The Catch-22 of Restoring Lost ID
A Florida nonprofit is stepping in to help the poor and homeless obtain the identification they need to participate in society.
When he was 4 years old, Axel moved from Cuba to Miami, where he built a successful life before moving to Orlando. He lived comfortably there until he was robbed at gunpoint in front of a convenience store. The robber took his wallet, but Axel went home that Saturday night happy to be alive, figuring he'd deal with replacing the wallet and its contents on Monday.
But when Monday came, Axel couldn't replace many of the items because doing so required his immigration documents, which were in the wallet. Federal law requires employers to check immigration documents annually. When Axel couldn't produce them, he lost his job. When he went to the Social Security office to get his Social Security card replaced, he couldn't produce the necessary immigration documents, so Social Security froze his records, including his bank accounts.
Soon Axel lost his home. For five months, he lived at the Orlando International Airport, trying to straighten out his situation by day and pretending he was a traveler by night. Having reached the end of his rope, Axel went to Orlando City Hall, explained his situation and that it was caused by having been robbed in Orlando, and said he wouldn't leave until someone helped him.
The city referred him to I Dignity, an Orlando nonprofit dedicated to helping poor and homeless U.S. citizens obtain the identification they need to participate fully in modern society. Within a week, IDignity got Axel a temporary ID card. In three months, his immigration documents were restored. Today, Axel co-owns an Orlando restaurant and lives in a downtown apartment.
Michael Dippy started IDignity in 2007, working with five downtown-Orlando churches. They understood that many poor and homeless people lack the official identification that is the first step toward self-sufficiency. An ID is needed to get an education, employment, health care and housing, among other things. And Florida is among the states that require a photo ID to vote.
Although restoring lost identification benefits both the individuals directly affected and taxpayers who have an interest in those individuals becoming self-sufficient, there is no government agency that helps restore lost identification. Solving the identity problem presents a Catch-22: To protect the integrity of the identity an ID card represents, getting official identification can't be too easy. Yet negotiating the bureaucracy to assemble the necessary background documents is complex and almost always requires a lawyer, something the poor and homeless can't afford.
IDignity has filled that need for more than 12,000 clients through monthly events. People in need of official identification routinely start lining up at 4 or 5 a.m. to get into the events, which are almost always oversubscribed.
Once inside, 115 volunteers, who include lawyers, judges and representatives of state- and federal-government agencies such as the Department of Motor Vehicles, the IRS and the Social Security Administration, work to address each client's unique problem. The organization also holds smaller weekly events.
The cost of getting official Florida identification has more than tripled in recent years. For IDignity, it takes an average of $100 and three hours of volunteer staff time for each client. But no client pays a penny for the service.

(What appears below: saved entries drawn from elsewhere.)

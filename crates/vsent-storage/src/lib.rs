//! Durable result storage.
//!
//! This crate provides:
//! - An object-store abstraction addressed by relative keys
//! - Local filesystem backend with atomic temp-file-then-rename writes
//! - In-memory backend for tests and ephemeral deployments
//! - S3-compatible backend (R2, MinIO, AWS)
//! - Result document save/load on top of any backend

pub mod error;
pub mod local;
pub mod memory;
pub mod results;
pub mod s3;
pub mod store;

pub use error::{StorageError, StorageResult};
pub use local::LocalStore;
pub use memory::MemoryStore;
pub use results::ResultStore;
pub use s3::{S3Config, S3Store};
pub use store::{validate_key, ObjectStore};
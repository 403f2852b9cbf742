//! In-memory job registry.
//!
//! This crate provides:
//! - Concurrent job creation with fresh identifiers
//! - Snapshot reads that never observe a half-applied update
//! - Validated, atomic record updates for the owning executor
//! - Retention of finished jobs

pub mod error;
pub mod registry;

pub use error::{RegistryError, RegistryResult};
pub use registry::JobRegistry;
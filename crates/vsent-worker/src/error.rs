//! Worker error types.

use std::time::Duration;

use thiserror::Error;
use vsent_models::{DocumentError, JobId};
use vsent_registry::RegistryError;
use vsent_storage::StorageError;

pub type WorkerResult<T> = Result<T, WorkerError>;

/// Error raised by a single workload step.
#[derive(Debug, Error)]
pub enum WorkloadError {
    #[error("{0}")]
    Failed(String),

    #[error("Invalid input: {0}")]
    InvalidInput(String),

    #[error("IO error: {0}")]
    Io(#[from] std::io::Error),
}

impl WorkloadError {
    pub fn failed(msg: impl Into<String>) -> Self {
        Self::Failed(msg.into())
    }

    pub fn invalid_input(msg: impl Into<String>) -> Self {
        Self::InvalidInput(msg.into())
    }
}

/// Reasons a job ends in `Failed`, plus executor-level errors.
///
/// The `Display` text of the variant a job fails with becomes its
/// `error_detail`.
#[derive(Debug, Error)]
pub enum WorkerError {
    #[error("{step} failed: {source}")]
    Step {
        step: String,
        #[source]
        source: WorkloadError,
    },

    #[error("Workload produced no result document")]
    MissingOutput,

    #[error("Workload produced an invalid result document: {0}")]
    InvalidOutput(#[from] DocumentError),

    #[error("Failed to save results: {0}")]
    Storage(#[from] StorageError),

    #[error("Job timed out after {}s", .0.as_secs())]
    TimedOut(Duration),

    #[error("Job cancelled")]
    Cancelled,

    #[error("Workload panicked: {0}")]
    Panicked(String),

    #[error("Registry error: {0}")]
    Registry(#[from] RegistryError),

    #[error("Executor is shutting down")]
    ShuttingDown,

    #[error("Job {0} is already running")]
    AlreadyRunning(JobId),
}

impl WorkerError {
    pub fn step(step: impl Into<String>, source: WorkloadError) -> Self {
        Self::Step {
            step: step.into(),
            source,
        }
    }

    pub fn is_cancelled(&self) -> bool {
        matches!(self, Self::Cancelled)
    }

    /// Short label for metrics.
    pub fn kind(&self) -> &'static str {
        match self {
            Self::Step { .. } => "step",
            Self::MissingOutput => "missing_output",
            Self::InvalidOutput(_) => "invalid_output",
            Self::Storage(_) => "storage",
            Self::TimedOut(_) => "timeout",
            Self::Cancelled => "cancelled",
            Self::Panicked(_) => "panic",
            Self::Registry(_) => "registry",
            Self::ShuttingDown => "shutdown",
            Self::AlreadyRunning(_) => "already_running",
        }
    }
}

#[cfg(test)]
mod tests {
    use super::*;

    #[test]
    fn test_error_detail_text() {
        let err = WorkerError::step("Transcribing audio", WorkloadError::failed("decoder crashed"));
        assert_eq!(err.to_string(), "Transcribing audio failed: decoder crashed");
        assert_eq!(
            WorkerError::TimedOut(Duration::from_secs(30)).to_string(),
            "Job timed out after 30s"
        );
        assert!(WorkerError::Cancelled.to_string().contains("cancelled"));
    }
}
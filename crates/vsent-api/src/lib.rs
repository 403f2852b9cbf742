//! Axum HTTP API server.
//!
//! This crate provides:
//! - The status/result facade ([`AnalysisService`]) over registry, executor
//!   and result store
//! - Upload, submit, poll, fetch and cancel endpoints
//! - Retention sweeping of finished jobs
//! - Rate limiting, security headers and Prometheus metrics

pub mod config;
pub mod error;
pub mod handlers;
pub mod metrics;
pub mod middleware;
pub mod routes;
pub mod services;
pub mod state;

pub use config::{ApiConfig, ResultBackend};
pub use error::{ApiError, ApiResult};
pub use routes::create_router;
pub use services::{AnalysisService, JobStatusView, RetentionSweeper, ServiceError, ServiceResult};
pub use state::AppState;
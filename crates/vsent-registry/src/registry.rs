//! Job registry backed by a single mapping-wide lock.
//!
//! Readers (pollers) take the read lock and clone a snapshot; the owning
//! executor mutates a copy under the write lock and swaps it in only after
//! [`Job::check_update`] accepts it, so a reader sees either the previous
//! record or the next one, never a mix.

use std::collections::HashMap;
use std::sync::{PoisonError, RwLock, RwLockReadGuard, RwLockWriteGuard};

use chrono::{Duration, Utc};
use tracing::{debug, warn};

use vsent_models::{Job, JobId, ResultRef, SourceRef};

use crate::error::{RegistryError, RegistryResult};

/// Concurrency-safe store of all job records, queried by identifier.
#[derive(Debug, Default)]
pub struct JobRegistry {
    jobs: RwLock<HashMap<JobId, Job>>,
}

impl JobRegistry {
    /// Create an empty registry.
    pub fn new() -> Self {
        Self::default()
    }

    // Mutators run on a clone, so a poisoned lock still guards a consistent map.
    fn read(&self) -> RwLockReadGuard<'_, HashMap<JobId, Job>> {
        self.jobs.read().unwrap_or_else(PoisonError::into_inner)
    }

    fn write(&self) -> RwLockWriteGuard<'_, HashMap<JobId, Job>> {
        self.jobs.write().unwrap_or_else(PoisonError::into_inner)
    }

    /// Insert a new `Received` job and return its identifier.
    pub fn create(&self, source_ref: SourceRef, result_ref: ResultRef) -> JobId {
        self.create_with(source_ref, |_| result_ref)
    }

    /// Insert a new job whose result location is derived from its fresh id.
    pub fn create_with<F>(&self, source_ref: SourceRef, result_ref: F) -> JobId
    where
        F: FnOnce(&JobId) -> ResultRef,
    {
        let mut jobs = self.write();

        // UUID v4 collisions are not expected; the loop keeps ids unique anyway.
        let mut id = JobId::new();
        while jobs.contains_key(&id) {
            id = JobId::new();
        }

        let result_ref = result_ref(&id);
        debug!(
            job_id = %id,
            source_ref = %source_ref,
            result_ref = %result_ref,
            "Registered job"
        );
        jobs.insert(id.clone(), Job::new(id.clone(), source_ref, result_ref));
        id
    }

    /// Snapshot of a job's current fields.
    pub fn get(&self, id: &JobId) -> RegistryResult<Job> {
        self.read()
            .get(id)
            .cloned()
            .ok_or_else(|| RegistryError::not_found(id))
    }

    /// Atomically apply `mutate` to a job and return the committed snapshot.
    ///
    /// The record is left untouched when the id is unknown or when the
    /// mutation would break a lifecycle invariant (terminal jobs are frozen,
    /// progress never decreases, references are immutable).
    pub fn update<F>(&self, id: &JobId, mutate: F) -> RegistryResult<Job>
    where
        F: FnOnce(&mut Job),
    {
        let mut jobs = self.write();
        let current = jobs.get_mut(id).ok_or_else(|| RegistryError::not_found(id))?;

        let mut next = current.clone();
        mutate(&mut next);

        if let Err(source) = Job::check_update(current, &next) {
            warn!(job_id = %id, error = %source, "Rejected job update");
            return Err(RegistryError::InvalidTransition {
                job_id: id.clone(),
                source,
            });
        }

        *current = next;
        Ok(current.clone())
    }

    /// Snapshots of all jobs, newest first.
    pub fn list(&self) -> Vec<Job> {
        let mut jobs: Vec<Job> = self.read().values().cloned().collect();
        jobs.sort_by(|a, b| b.created_at.cmp(&a.created_at));
        jobs
    }

    /// Number of known jobs.
    pub fn len(&self) -> usize {
        self.read().len()
    }

    pub fn is_empty(&self) -> bool {
        self.read().is_empty()
    }

    /// Number of jobs not yet in a terminal state.
    pub fn active_count(&self) -> usize {
        self.read().values().filter(|j| !j.is_terminal()).count()
    }

    /// Drop terminal jobs that finished more than `older_than` ago.
    ///
    /// Jobs still running are never evicted. Returns the number removed.
    pub fn evict_finished(&self, older_than: Duration) -> usize {
        let cutoff = Utc::now() - older_than;
        let mut jobs = self.write();
        let before = jobs.len();

        jobs.retain(|_, job| {
            !(job.is_terminal() && job.finished_at.is_some_and(|at| at <= cutoff))
        });

        let evicted = before - jobs.len();
        if evicted > 0 {
            debug!(evicted, remaining = jobs.len(), "Evicted finished jobs");
        }
        evicted
    }
}

#[cfg(test)]
mod tests {
    use std::collections::HashSet;
    use std::sync::Arc;

    use vsent_models::{JobStatus, TransitionError};

    use super::*;

    fn create(registry: &JobRegistry, source: &str) -> JobId {
        registry.create_with(SourceRef::new(source), |id| {
            ResultRef::for_job(id, &SourceRef::new(source))
        })
    }

    #[test]
    fn test_create_and_get() {
        let registry = JobRegistry::new();
        let id = create(&registry, "clip1");

        let job = registry.get(&id).unwrap();
        assert_eq!(job.id, id);
        assert_eq!(job.status, JobStatus::Received);
        assert_eq!(job.progress, 0);
        assert_eq!(job.result_ref.as_str(), format!("{}/r-clip1.json", id));
    }

    #[test]
    fn test_get_unknown() {
        let registry = JobRegistry::new();
        let missing = JobId::from_string("nope");
        assert_eq!(
            registry.get(&missing),
            Err(RegistryError::NotFound(missing.clone()))
        );
    }

    #[test]
    fn test_update_unknown_is_noop() {
        let registry = JobRegistry::new();
        let result = registry.update(&JobId::from_string("nope"), |job| job.start());
        assert!(result.unwrap_err().is_not_found());
        assert!(registry.is_empty());
    }

    #[test]
    fn test_update_applies_atomically() {
        let registry = JobRegistry::new();
        let id = create(&registry, "clip1");

        let job = registry
            .update(&id, |job| {
                job.start();
                job.advance(30, "Transcribing audio");
            })
            .unwrap();

        assert_eq!(job.status, JobStatus::Processing);
        assert_eq!(registry.get(&id).unwrap(), job);
    }

    #[test]
    fn test_rejected_update_leaves_record_untouched() {
        let registry = JobRegistry::new();
        let id = create(&registry, "clip1");
        registry
            .update(&id, |job| {
                job.start();
                job.advance(60, "Analyzing sentiment");
            })
            .unwrap();
        let before = registry.get(&id).unwrap();

        let err = registry
            .update(&id, |job| job.advance(10, "Extracting audio"))
            .unwrap_err();
        assert_eq!(
            err,
            RegistryError::InvalidTransition {
                job_id: id.clone(),
                source: TransitionError::ProgressRegressed { from: 60, to: 10 },
            }
        );
        assert_eq!(registry.get(&id).unwrap(), before);
    }

    #[test]
    fn test_terminal_jobs_are_frozen() {
        let registry = JobRegistry::new();
        let id = create(&registry, "clip1");
        registry.update(&id, |job| job.start()).unwrap();
        let done = registry.update(&id, |job| job.complete()).unwrap();

        assert!(registry.update(&id, |job| job.fail("late")).is_err());
        assert_eq!(registry.get(&id).unwrap(), done);
    }

    #[test]
    fn test_jobs_are_isolated() {
        let registry = JobRegistry::new();
        let a = create(&registry, "a");
        let b = create(&registry, "b");
        let b_before = registry.get(&b).unwrap();

        registry
            .update(&a, |job| {
                job.start();
                job.advance(60, "Analyzing sentiment");
            })
            .unwrap();

        assert_eq!(registry.get(&b).unwrap(), b_before);
    }

    #[test]
    fn test_concurrent_creates_yield_unique_ids() {
        let registry = Arc::new(JobRegistry::new());

        let handles: Vec<_> = (0..8)
            .map(|t| {
                let registry = Arc::clone(&registry);
                std::thread::spawn(move || {
                    (0..50)
                        .map(|i| create(&registry, &format!("clip-{}-{}", t, i)))
                        .collect::<Vec<_>>()
                })
            })
            .collect();

        let mut ids = HashSet::new();
        for handle in handles {
            for id in handle.join().unwrap() {
                assert!(ids.insert(id));
            }
        }
        assert_eq!(ids.len(), 400);
        assert_eq!(registry.len(), 400);
        assert_eq!(registry.active_count(), 400);
    }

    #[test]
    fn test_readers_never_see_torn_updates() {
        let registry = Arc::new(JobRegistry::new());
        let id = create(&registry, "clip1");
        registry.update(&id, |job| job.start()).unwrap();

        let writer = {
            let registry = Arc::clone(&registry);
            let id = id.clone();
            std::thread::spawn(move || {
                for p in 1..=99u8 {
                    registry
                        .update(&id, |job| job.advance(p, format!("step-{}", p)))
                        .unwrap();
                }
            })
        };

        let mut last = 0u8;
        for _ in 0..1000 {
            let job = registry.get(&id).unwrap();
            assert!(job.progress >= last);
            if job.progress > 0 {
                assert_eq!(job.current_step, format!("step-{}", job.progress));
            }
            last = job.progress;
        }
        writer.join().unwrap();
    }

    #[test]
    fn test_evict_only_finished_jobs() {
        let registry = JobRegistry::new();
        let running = create(&registry, "running");
        let done = create(&registry, "done");
        let failed = create(&registry, "failed");

        registry.update(&running, |job| job.start()).unwrap();
        registry.update(&done, |job| job.start()).unwrap();
        registry.update(&done, |job| job.complete()).unwrap();
        registry.update(&failed, |job| job.fail("boom")).unwrap();

        // Nothing finished long enough ago.
        assert_eq!(registry.evict_finished(Duration::hours(1)), 0);
        assert_eq!(registry.len(), 3);

        assert_eq!(registry.evict_finished(Duration::zero()), 2);
        assert_eq!(registry.len(), 1);
        assert!(registry.get(&running).is_ok());
        assert!(registry.get(&done).unwrap_err().is_not_found());
    }

    #[tokio::test]
    async fn test_shared_across_tasks() {
        let registry = Arc::new(JobRegistry::new());
        let id = create(&registry, "clip1");

        let task = {
            let registry = Arc::clone(&registry);
            let id = id.clone();
            tokio::spawn(async move {
                registry.update(&id, |job| job.start()).map(|j| j.status)
            })
        };

        assert_eq!(task.await.unwrap(), Ok(JobStatus::Processing));
    }
}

Last year, IDignity won a prestigious social entrepreneurship award from the Manhattan Institute, a respected national think tank. The organization is now replicating. Three additional branches have opened in central Florida, and the next step is to take the concept national.
Dippy says the idea for IDignity grew out of a visiting pastor who challenged the members of his congregation to identify a social injustice or unmet need, then dedicate his or her life to solving it. Few have done that as effectively as has Michael Dippy.